Stock Jumps 17% Despite Weak 2026 Outlook
Shares of Venture Global surged 17% to $11.38, marking their largest single-day percentage gain since June 2025, even as the company issued a weak financial forecast. The liquefied natural gas supplier reported fourth-quarter earnings of 41 cents per share on revenue of $4.45 billion, narrowly beating Wall Street's expectations. This performance was driven by a significant ramp-up in operations, with the company exporting 128 LNG cargoes compared to just 33 in the prior-year period.
However, the company's forward-looking statements painted a weaker picture. Management guided for full-year 2026 adjusted EBITDA between $5.2 billion and $5.8 billion, below the consensus estimate of $5.93 billion. The outlook for the first quarter was even softer, with a projected adjusted EBITDA of $1.15 billion to $1.25 billion, substantially missing analysts' calls for $1.86 billion, citing winter storms and margin compression.

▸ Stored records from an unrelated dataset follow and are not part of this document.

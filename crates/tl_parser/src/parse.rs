use anyhow::Result;
use swc_common::{
    comments::SingleThreadedComments, errors::Handler, sync::Lrc, FileName, SourceMap,
};
use swc_ecma_ast::EsVersion;
use swc_ecma_parser::{Syntax, TsSyntax};
use tl_ast::{FrontendOptions, ScopeTree};

use crate::{preprocess, scopes::build_scopes};

/// Result of parsing a source file.
pub struct ParseResult {
    pub module: swc_ecma_ast::Module,
    /// Lexical scopes of `module`.
    pub scopes: ScopeTree,
    pub comments: SingleThreadedComments,
    pub source_map: Lrc<SourceMap>,
    /// The preprocessed source (after lazy-import rewrites, before SWC parsing).
    pub preprocessed_source: String,
}

/// Parse a TypeScript/TSX source string into a module with lexical scopes.
///
/// 1. Preprocess: rewrite `import lazy` to an import attribute at text level.
/// 2. Parse: feed the preprocessed text to the standard SWC parser.
/// 3. Bind: build the scope tree the linker and lowering passes rely on.
pub fn parse_module(source: &str, filename: &str, options: &FrontendOptions) -> Result<ParseResult> {
    let preprocessed = preprocess::preprocess(source, options);

    let source_map: Lrc<SourceMap> = Default::default();
    let source_file = source_map.new_source_file(
        Lrc::new(FileName::Custom(filename.to_string())),
        preprocessed.clone(),
    );

    let comments = SingleThreadedComments::default();

    let handler = Handler::with_emitter_writer(Box::new(std::io::stderr()), Some(source_map.clone()));

    let is_tsx = filename.ends_with(".tsx");
    let ts_syntax = Syntax::Typescript(TsSyntax {
        tsx: is_tsx,
        decorators: true,
        ..Default::default()
    });

    let module = swc_ecma_parser::parse_file_as_module(
        &source_file,
        ts_syntax,
        EsVersion::latest(),
        Some(&comments),
        &mut vec![],
    )
    .map_err(|e| {
        e.into_diagnostic(&handler).emit();
        anyhow::anyhow!("failed to parse {filename}")
    })?;

    let scopes = build_scopes(&module);
    tracing::debug!(filename, scopes = scopes.len(), "parsed module");

    Ok(ParseResult {
        module,
        scopes,
        comments,
        source_map,
        preprocessed_source: preprocessed,
    })
}

#[cfg(test)]
mod tests {
    use super::*;

    #[test]
    fn parses_lazy_imports_into_attributes() {
        let parsed = parse_module(
            "import lazy { a } from \"m\";\nexport { a };",
            "lazy.ts",
            &FrontendOptions::default(),
        )
        .unwrap();
        let swc_ecma_ast::ModuleItem::ModuleDecl(swc_ecma_ast::ModuleDecl::Import(import)) =
            &parsed.module.body[0]
        else {
            panic!("expected an import declaration");
        };
        assert!(import.with.is_some());
        assert!(parsed.scopes.find_local(parsed.scopes.root(), "a").is_some());
    }

    #[test]
    fn reports_syntax_errors() {
        let result = parse_module("const = ;", "broken.ts", &FrontendOptions::default());
        assert!(result.is_err());
    }
}
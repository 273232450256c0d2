use crate::{checker::CheckError, context::LoweringContext, program::Program, template::TemplateError};

#[derive(Debug, Clone, Copy, PartialEq, Eq)]
pub enum PassOutcome {
    Changed,
    /// Nothing to do.
    Unchanged,
}

impl PassOutcome {
    pub fn from_changed(changed: bool) -> Self {
        if changed {
            PassOutcome::Changed
        } else {
            PassOutcome::Unchanged
        }
    }
}

/// Predicate over the lowered program; `false` means the pass is broken.
pub type Postcondition = fn(&LoweringContext, &Program) -> bool;

/// Failure of a pass. Always fatal to the pipeline: these point at a
/// defect in the compiler, not in the program being compiled.
#[derive(Debug, thiserror::Error)]
pub enum PassError {
    #[error("`{pass}`: precondition violated: {reason}")]
    Precondition { pass: &'static str, reason: String },
    #[error("`{pass}`: synthesized code failed to check")]
    Synthesis {
        pass: &'static str,
        #[source]
        source: CheckError,
    },
    #[error("`{pass}`: malformed template")]
    Template {
        pass: &'static str,
        #[source]
        source: TemplateError,
    },
    #[error("`{pass}`: {reason}")]
    Internal { pass: &'static str, reason: String },
}

impl PassError {
    pub fn pass(&self) -> &'static str {
        match self {
            PassError::Precondition { pass, .. }
            | PassError::Synthesis { pass, .. }
            | PassError::Template { pass, .. }
            | PassError::Internal { pass, .. } => pass,
        }
    }
}

/// A named, self-contained AST rewrite.
///
/// Passes keep no state between runs. The name is recorded as the
/// provenance of every node the pass splices in.
pub trait LoweringPass {
    fn name(&self) -> &'static str;

    fn run(&self, ctx: &mut LoweringContext, program: &mut Program) -> Result<PassOutcome, PassError>;

    fn postcondition(&self) -> Option<Postcondition> {
        None
    }
}
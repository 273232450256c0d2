use std::ops::{Deref, DerefMut};

use rustc_hash::{FxHashMap, FxHashSet};
use swc_common::{Span, DUMMY_SP};
use tl_ast::{Expr, Ident, NodeKind, ScopeId, ScopeTree, TsType};
use tl_parser::Fragment;

use crate::{
    checker::{ArityMode, CheckError, Checker, ResolvedType, Signature},
    pass::PassError,
    template::{self, Subst, Template},
};

/// State shared by the passes of one pipeline run.
///
/// Owns the scope tree of the module being lowered and the checker that
/// binds synthesized code into it.
pub struct LoweringContext {
    scopes: ScopeTree,
    checker: Box<dyn Checker>,
    current_scope: ScopeId,
    current_pass: Option<&'static str>,
    provenance: FxHashMap<(NodeKind, Span), &'static str>,
    next_gensym: u32,
    /// Every name [`LoweringContext::gensym`] has handed out.
    minted: FxHashSet<String>,
    arity: ArityMode,
}

impl LoweringContext {
    pub fn new(scopes: ScopeTree, checker: Box<dyn Checker>) -> Self {
        let current_scope = scopes.root();
        Self {
            scopes,
            checker,
            current_scope,
            current_pass: None,
            provenance: FxHashMap::default(),
            next_gensym: 0,
            minted: FxHashSet::default(),
            arity: ArityMode::Fixed,
        }
    }

    pub fn scopes(&self) -> &ScopeTree {
        &self.scopes
    }

    pub fn scopes_mut(&mut self) -> &mut ScopeTree {
        &mut self.scopes
    }

    pub fn into_scopes(self) -> ScopeTree {
        self.scopes
    }

    pub fn current_scope(&self) -> ScopeId {
        self.current_scope
    }

    pub(crate) fn set_current_scope(&mut self, scope: ScopeId) {
        self.current_scope = scope;
    }

    pub fn current_pass(&self) -> Option<&'static str> {
        self.current_pass
    }

    pub(crate) fn begin_pass(&mut self, name: &'static str) {
        debug_assert!(self.current_pass.is_none(), "pass `{name}` started inside another pass");
        self.current_pass = Some(name);
        self.current_scope = self.scopes.root();
    }

    pub(crate) fn end_pass(&mut self) {
        self.current_pass = None;
        self.current_scope = self.scopes.root();
    }

    /// Tag the node of `kind` at `span` as produced by the running pass.
    pub fn record_provenance(&mut self, kind: NodeKind, span: Span) {
        if let Some(pass) = self.current_pass {
            self.provenance.insert((kind, span), pass);
        }
    }

    /// Pass that produced the node of `kind` at `span`, if any.
    pub fn produced_by(&self, kind: NodeKind, span: Span) -> Option<&'static str> {
        self.provenance.get(&(kind, span)).copied()
    }

    /// Mint a fresh `__<hint><n>` name not bound anywhere on the current
    /// scope chain.
    ///
    /// The counter is shared by all passes, so names never repeat within a
    /// run. The name is bound once the declaration that uses it is bound.
    pub fn gensym(&mut self, hint: &str) -> Ident {
        loop {
            let name = format!("__{hint}{}", self.next_gensym);
            self.next_gensym += 1;
            if !self.scopes.is_bound_in_chain(self.current_scope, &name) {
                let ident = Ident::new_no_ctxt(name.as_str().into(), DUMMY_SP);
                self.minted.insert(name);
                return ident;
            }
            tracing::trace!(name, "gensym collides with a user binding");
        }
    }

    pub fn arity_mode(&self) -> ArityMode {
        self.arity
    }

    /// Run `f` with the resizable-arity marker set; it is cleared again
    /// before this returns.
    pub fn with_resizable_arity<R>(&mut self, f: impl FnOnce(&mut Self) -> R) -> R {
        let saved = std::mem::replace(&mut self.arity, ArityMode::Resizable);
        let result = f(self);
        self.arity = saved;
        result
    }

    /// Make `scope` current until the guard is dropped.
    pub fn enter_scope(&mut self, scope: ScopeId) -> ScopeGuard<'_> {
        let saved = std::mem::replace(&mut self.current_scope, scope);
        ScopeGuard { ctx: self, saved }
    }

    pub fn resolve_type(&self, ty: &TsType) -> ResolvedType {
        self.checker.resolve_type(ty, &self.scopes, self.current_scope)
    }

    pub fn type_of(&self, expr: &Expr) -> Option<Box<TsType>> {
        self.checker.type_of(expr, &self.scopes, self.current_scope)
    }

    pub fn call_signature(&self, callee: &Expr) -> Option<Signature> {
        self.checker.call_signature(callee, &self.scopes, self.current_scope)
    }

    /// Bind and check `fragment` as if it sat in `scope`.
    pub fn check(&mut self, fragment: &Fragment, scope: ScopeId) -> Result<(), CheckError> {
        let mut guard = self.enter_scope(scope);
        let ctx: &mut LoweringContext = &mut guard;
        ctx.checker
            .bind_and_check(fragment, &mut ctx.scopes, ctx.current_scope, ctx.arity, &ctx.minted)
    }

    /// Build a fragment from `template`, bound and checked in `scope`.
    pub fn synthesize(
        &mut self,
        template: &Template,
        subs: &[Subst],
        scope: ScopeId,
    ) -> Result<Fragment, PassError> {
        let pass = self.current_pass.unwrap_or("<none>");
        let mut fragment = self
            .checker
            .parse_fragment(template.text(), template.kind())
            .map_err(|source| PassError::Synthesis { pass, source })?;
        template::instantiate(&mut fragment, subs).map_err(|source| PassError::Template { pass, source })?;
        self.check(&fragment, scope)
            .map_err(|source| PassError::Synthesis { pass, source })?;
        Ok(fragment)
    }
}

/// Restores the previous current scope when dropped, on every exit path.
pub struct ScopeGuard<'c> {
    ctx: &'c mut LoweringContext,
    saved: ScopeId,
}

impl Deref for ScopeGuard<'_> {
    type Target = LoweringContext;

    fn deref(&self) -> &LoweringContext {
        self.ctx
    }
}

impl DerefMut for ScopeGuard<'_> {
    fn deref_mut(&mut self) -> &mut LoweringContext {
        self.ctx
    }
}

impl Drop for ScopeGuard<'_> {
    fn drop(&mut self) {
        self.ctx.current_scope = self.saved;
    }
}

European LNG Prices Spike 41% on Qatar Supply Halt
The market chose to ignore the soft guidance, focusing instead on a major disruption to global LNG supply. Prices for the benchmark Dutch TTF contract soared nearly 41% to 45.02 euros after Qatar, one of the world's top three LNG exporters, announced it had halted production. The stoppage came after Iranian drone strikes on its facilities, effectively halting traffic through the Strait of Hormuz, a chokepoint for roughly 20% of global LNG supply.
Analysts from Goldman Sachs noted that a sustained disruption could have severe consequences for energy markets. They projected that a one-month halt in Qatari LNG flows could push the TTF price toward 74 euros per megawatt-hour, a level that previously triggered significant demand destruction during the 2022 European energy crisis. Mizuho analysts added that Venture Global is better-positioned than its peers to capture the immediate upside from the widening gas pricing spreads.